Single Instruction Multiple Data (SIMD) Parallelism
A common data analysis task is to carry out the same analysis
(Single Instruction) on multiple segments of data (Multiple Data). This is
known among the parallel computing community as a Single Instruction
Multiple Data (SIMD) execution task. Mapping operations, which abound in
data analyses, are essentially SIMD tasks.
Cauldron notebooks can be used in SIMD tasks by invoking them in production
mode with additional arguments. Consider a case where we want to build a
per-state model from census data. We start by building a model in a Cauldron
notebook on a particular state by loading the data for that state:
import pandas as pd
df = pd.load('census_data/California.csv')

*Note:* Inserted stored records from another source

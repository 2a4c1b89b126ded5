//! Vault Services Library
//!
//! Cached Azure Key Vault certificate, secret and key services, a layered
//! configuration accessor and a JSON HTTP client base.
//! Tests are included in the module files and under `tests/`.

pub mod cache;
pub mod config;
pub mod constants;
pub mod error;
pub mod http;
pub mod models;
pub mod observability;
pub mod provider;
pub mod server;
pub mod services;

pub use error::{ResourceKind, Result, ServiceError};
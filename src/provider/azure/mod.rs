//! # Azure Providers
//!
//! Azure Key Vault access through the Azure SDK.
//!
//! - `key_vault`: certificates, certificate downloads, secrets and keys
//! - `credential`: token credentials (static or managed identity)
//! - `models`: Key Vault response payloads

pub mod credential;
pub mod key_vault;
pub mod models;

// Re-export for convenience
pub use credential::{default_credential, StaticTokenCredential};
pub use key_vault::{default_retry_options, KeyVaultClient};
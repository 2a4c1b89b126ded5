//! # Execution Environment
//!
//! Which deployment the process is running in. Read once from
//! `SERVICE_ENVIRONMENT`, falling back to `AZURE_FUNCTIONS_ENVIRONMENT`.

use crate::constants::{ENVIRONMENT_VAR, FUNCTIONS_ENVIRONMENT_VAR};
use std::fmt;
use std::str::FromStr;
use tracing::warn;

/// Deployment environment
#[derive(Debug, Clone, Copy, PartialEq, Eq, Hash, Default)]
pub enum Environment {
    Local,
    Development,
    Staging,
    #[default]
    Production,
}

impl Environment {
    /// Resolve the environment from the process environment
    #[must_use]
    pub fn from_env() -> Self {
        Self::from_lookup(|name| std::env::var(name).ok())
    }

    /// Resolve the environment through `lookup`
    ///
    /// Unknown values fall back to [`Environment::Production`].
    pub fn from_lookup(lookup: impl Fn(&str) -> Option<String>) -> Self {
        let Some(raw) = [ENVIRONMENT_VAR, FUNCTIONS_ENVIRONMENT_VAR]
            .into_iter()
            .filter_map(&lookup)
            .find(|value| !value.trim().is_empty())
        else {
            return Self::default();
        };

        raw.parse().unwrap_or_else(|()| {
            warn!(environment = %raw, "Unknown environment, assuming Production");
            Self::default()
        })
    }

    #[must_use]
    pub fn as_str(self) -> &'static str {
        match self {
            Environment::Local => "Local",
            Environment::Development => "Development",
            Environment::Staging => "Staging",
            Environment::Production => "Production",
        }
    }

    #[must_use]
    pub fn is_local(self) -> bool {
        self == Environment::Local
    }
}

impl FromStr for Environment {
    type Err = ();

    fn from_str(s: &str) -> Result<Self, Self::Err> {
        match s.trim().to_lowercase().as_str() {
            "local" => Ok(Environment::Local),
            "development" | "dev" => Ok(Environment::Development),
            "staging" | "stage" => Ok(Environment::Staging),
            "production" | "prod" => Ok(Environment::Production),
            _ => Err(()),
        }
    }
}

impl fmt::Display for Environment {
    fn fmt(&self, f: &mut fmt::Formatter<'_>) -> fmt::Result {
        f.write_str(self.as_str())
    }
}
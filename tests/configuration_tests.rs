//! Configuration accessor over layered sources

mod common;

use common::configuration;
use std::io::Write;
use std::sync::Arc;
use vault_services::config::{
    ConfigurationSource, EnvConfigSource, Environment, JsonFileConfigSource, LayeredConfigSource,
    MemoryConfigSource, ServiceConfiguration,
};
use vault_services::constants::CERTIFICATE_THUMBPRINT_KEY;
use vault_services::ServiceError;

#[test]
fn test_int_values() {
    let config = configuration(
        Environment::Production,
        &[("Port", "8080"), ("Retries", "abc"), ("Blank", "  ")],
    );

    assert_eq!(config.get_int_value("Port").unwrap(), Some(8080));
    assert_eq!(config.get_int_value("port").unwrap(), Some(8080));
    assert_eq!(config.get_int_value("Retries").unwrap(), None);
    assert_eq!(config.get_int_value("Blank").unwrap(), None);
    assert_eq!(config.get_int_value("Absent").unwrap(), None);
}

#[test]
fn test_required_bytes() {
    let config = configuration(
        Environment::Production,
        &[("Key", "not base64!"), ("Signing:Key", "aGVsbG8=")],
    );

    let err = config.get_required_bytes("Key").unwrap_err();
    assert!(matches!(err, ServiceError::Format(_)));

    assert_eq!(config.get_required_bytes("Signing:Key").unwrap(), b"hello");

    let err = config.get_required_bytes("Missing").unwrap_err();
    assert_eq!(
        err.to_string(),
        "Value cannot be null or empty. (Parameter 'Missing')"
    );
}

#[test]
fn test_thumbprint_is_required_at_construction() {
    let source = Arc::new(MemoryConfigSource::from_pairs([("ServiceAddress", "https://x.example.com")]));
    let err = ServiceConfiguration::with_environment(source, Environment::Production).unwrap_err();
    assert!(
        matches!(err, ServiceError::InvalidArgument(ref key) if key == CERTIFICATE_THUMBPRINT_KEY)
    );
}

#[test]
fn test_json_file_under_memory_overrides() {
    let mut file = tempfile::NamedTempFile::new().unwrap();
    write!(
        file,
        r#"{{
            "KeyVault": {{
                "Uri": "contoso",
                "Certificates": {{ "Thumbprint": "FROM-FILE" }}
            }},
            "Logging": {{ "Level": "Information", "Retention": 7 }}
        }}"#
    )
    .unwrap();

    let overrides = MemoryConfigSource::from_pairs([("Logging:Level", "Debug")]);
    let layered = LayeredConfigSource::new()
        .with(JsonFileConfigSource::new(file.path(), false).unwrap())
        .with(overrides);
    let config =
        ServiceConfiguration::with_environment(Arc::new(layered), Environment::Staging).unwrap();

    assert_eq!(config.get_value("Logging:Level").unwrap().as_deref(), Some("Debug"));
    assert_eq!(config.get_int_value("Logging:Retention").unwrap(), Some(7));
    assert_eq!(
        config.key_vault_uri().unwrap(),
        "https://contoso.vault.azure.net/"
    );

    let children: Vec<String> = config
        .children_of(Some("Logging"))
        .unwrap()
        .into_iter()
        .map(|section| section.key)
        .collect();
    assert_eq!(children.len(), 2);
    assert!(children[0].eq_ignore_ascii_case("Level"));
    assert!(children[1].eq_ignore_ascii_case("Retention"));
}

#[test]
fn test_environment_variables_use_double_underscore() {
    std::env::set_var("VAULT_SERVICES_IT_KeyVault__Certificates__Thumbprint", "FROM-ENV");
    std::env::set_var("VAULT_SERVICES_IT_KeyVaultClientApiVersion", "V7_4");

    let source = EnvConfigSource::new(Some("VAULT_SERVICES_IT_"));
    assert_eq!(
        source
            .get("KeyVault:Certificates:Thumbprint")
            .unwrap()
            .as_deref(),
        Some("FROM-ENV")
    );

    let config =
        ServiceConfiguration::with_environment(Arc::new(source), Environment::Production).unwrap();
    assert_eq!(config.key_vault_api_version().unwrap(), "7.4");
}

#[tokio::test]
async fn test_reload_token_fires_on_change() {
    let memory = Arc::new(MemoryConfigSource::from_pairs([(
        CERTIFICATE_THUMBPRINT_KEY,
        "ABC",
    )]));
    let layered = LayeredConfigSource::new().with_shared(memory.clone());
    let config =
        ServiceConfiguration::with_environment(Arc::new(layered), Environment::Local).unwrap();

    let mut token = config.reload_token();
    assert!(!token.has_changed());

    memory.set("ServiceUrl", "/api").unwrap();
    assert!(token.changed().await);
    assert_eq!(config.get("ServiceUrl").unwrap().as_deref(), Some("/api"));
}

#[cfg(unix)]
#[test]
fn test_environment_with_non_unicode_variables() {
    use std::ffi::OsStr;
    use std::os::unix::ffi::OsStrExt;

    std::env::set_var("VAULT_SERVICES_NU_Raw", OsStr::from_bytes(&[0xff, 0xfe]));
    std::env::set_var("VAULT_SERVICES_NU_Port", "8080");

    let source = EnvConfigSource::new(Some("VAULT_SERVICES_NU_"));
    assert_eq!(source.get("Definitely:Absent").unwrap(), None);
    assert_eq!(source.get("port").unwrap().as_deref(), Some("8080"));
    assert!(matches!(
        source.get("Raw").unwrap_err(),
        ServiceError::Configuration { .. }
    ));

    let keys = source.keys().unwrap();
    assert!(keys.contains(&"Port".to_string()));
    assert!(!keys.contains(&"Raw".to_string()));
}
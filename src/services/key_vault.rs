//! # Key Vault Service
//!
//! Cached access to vault secrets and keys, each cached by name only.

use crate::cache::NamedResourceCache;
use crate::config::ServiceConfiguration;
use crate::error::Result;
use crate::models::{VaultKey, VaultSecret};
use crate::provider::azure::KeyVaultClient;
use crate::provider::ResourceFetcher;
use std::sync::Arc;
use tokio_util::sync::CancellationToken;
use tracing::{error, info};

const SERVICE: &str = "KeyVaultService";

/// Read-through secret and key caches over a vault fetcher
pub struct KeyVaultService {
    secrets: Arc<dyn ResourceFetcher<VaultSecret>>,
    keys: Arc<dyn ResourceFetcher<VaultKey>>,
    secret_cache: NamedResourceCache<VaultSecret>,
    key_cache: NamedResourceCache<VaultKey>,
}

impl std::fmt::Debug for KeyVaultService {
    fn fmt(&self, f: &mut std::fmt::Formatter<'_>) -> std::fmt::Result {
        f.debug_struct("KeyVaultService")
            .field("secret_cache", &self.secret_cache)
            .field("key_cache", &self.key_cache)
            .finish_non_exhaustive()
    }
}

impl KeyVaultService {
    /// Create a service over one fetcher serving both secrets and keys
    pub fn new<F>(fetcher: Arc<F>) -> Self
    where
        F: ResourceFetcher<VaultSecret> + ResourceFetcher<VaultKey> + 'static,
    {
        let shared: Arc<F> = Arc::clone(&fetcher);
        Self::with_fetchers(shared, fetcher)
    }

    /// Create a service over separate fetchers
    pub fn with_fetchers(
        secrets: Arc<dyn ResourceFetcher<VaultSecret>>,
        keys: Arc<dyn ResourceFetcher<VaultKey>>,
    ) -> Self {
        Self {
            secrets,
            keys,
            secret_cache: NamedResourceCache::new("secretKey"),
            key_cache: NamedResourceCache::new("keyName"),
        }
    }

    /// Create a service backed by the Key Vault named in configuration
    ///
    /// # Errors
    /// Returns an error if the Key Vault client cannot be created
    pub fn from_configuration(configuration: &ServiceConfiguration) -> Result<Self> {
        let client = KeyVaultClient::new(configuration)
            .inspect_err(|e| error!(service = SERVICE, error = %e, "Failed to create Key Vault client"))?;
        Ok(Self::new(Arc::new(client)))
    }

    /// Secret `secret_key`; `version` is only used on a cache miss
    ///
    /// # Errors
    /// - `InvalidArgument` when the name is blank
    /// - `NotFound` when the vault has no such secret
    /// - `Cancelled` when `cancel` fires first
    pub async fn get_secret(
        &self,
        secret_key: &str,
        version: Option<&str>,
        cancel: &CancellationToken,
    ) -> Result<VaultSecret> {
        let shown_version = version.unwrap_or_default();
        info!(
            service = SERVICE,
            operation = "get_secret",
            name = secret_key,
            version = shown_version,
            "{SERVICE} get_secret secretKey={secret_key} version={shown_version}"
        );

        self.secret_cache
            .get_or_fetch(self.secrets.as_ref(), secret_key, version, cancel)
            .await
            .inspect_err(|e| error!(service = SERVICE, operation = "get_secret", name = secret_key, error = %e, "{e}"))
    }

    /// Key `key_name`; `version` is only used on a cache miss
    ///
    /// # Errors
    /// - `InvalidArgument` when the name is blank
    /// - `NotFound` when the vault has no such key
    /// - `Cancelled` when `cancel` fires first
    pub async fn get_key(
        &self,
        key_name: &str,
        version: Option<&str>,
        cancel: &CancellationToken,
    ) -> Result<VaultKey> {
        let shown_version = version.unwrap_or_default();
        info!(
            service = SERVICE,
            operation = "get_key",
            name = key_name,
            version = shown_version,
            "{SERVICE} get_key keyName={key_name} version={shown_version}"
        );

        self.key_cache
            .get_or_fetch(self.keys.as_ref(), key_name, version, cancel)
            .await
            .inspect_err(|e| error!(service = SERVICE, operation = "get_key", name = key_name, error = %e, "{e}"))
    }
}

Once we're satisfied with the model, we want to run it on all 50 states.
This would be annoying to do manually. But with Cauldron, you can run
production executions of the notebook for each state easily. First let's
modify the notebook step that loads the data from what we had above to:
import pandas as pd
import cauldron as cd
state_name = cd.shared.fetch('state_name', default_value='California')
df = pd.load('census_data/{}.csv'.format(state_name))
We create a state_name variable on line 4 that gets its value from
the notebook's shared data. Since the shared state_name variable has
not been set, it will return the default value of 'California'. This is the
exact same behavior as the previous version of this step where 'California'
was hard coded into the path string.
When run in production we are able to set the state_name shared
variable outside of the notebook. The same notebook can then run on different
data for each state:
01
02
03
04
05
06
07
08
09
10
11
12
for state_name in states:
project_directory = '/directory/of/my/cauldron/notebook/project'
output_directory = '/results/{}'.format(state_name)
logging_path = '/log/{}.log'.format(state_name)
cauldron.run_project(
project_directory,
output_directory,
logging_path,
state_name=state_name
)
We wrap the production execution call in a for loop that iterates over all of
the state names and produce state-name-specific output and logging paths so
that the output of each state doesn't overwrite the previous ones. Then add
the state_name variable to the execution call on line 11. Any parameter
specified here will be added to Cauldron's shared object before the notebook
is run.
Now the notebook will be run once for each state with a different value for
the state_name shared variable in each run. This was done in a
non-destructive fashion. You can always open the notebook up later for
interactive editing to update and improve the analysis and then re-run in
production without modification.
There's also no reason that these calls have to be made within a single
for-loop like shown above. They don't even have to be run on the same
computer. They could be run as 50 different python scripts on 50 different
nodes of a cluster if you want. They could also be made into 50 Luigi tasks
as part of a larger data pipeline. The point is that an analysis built in
a Cauldron notebook can be used directly in production in a larger context.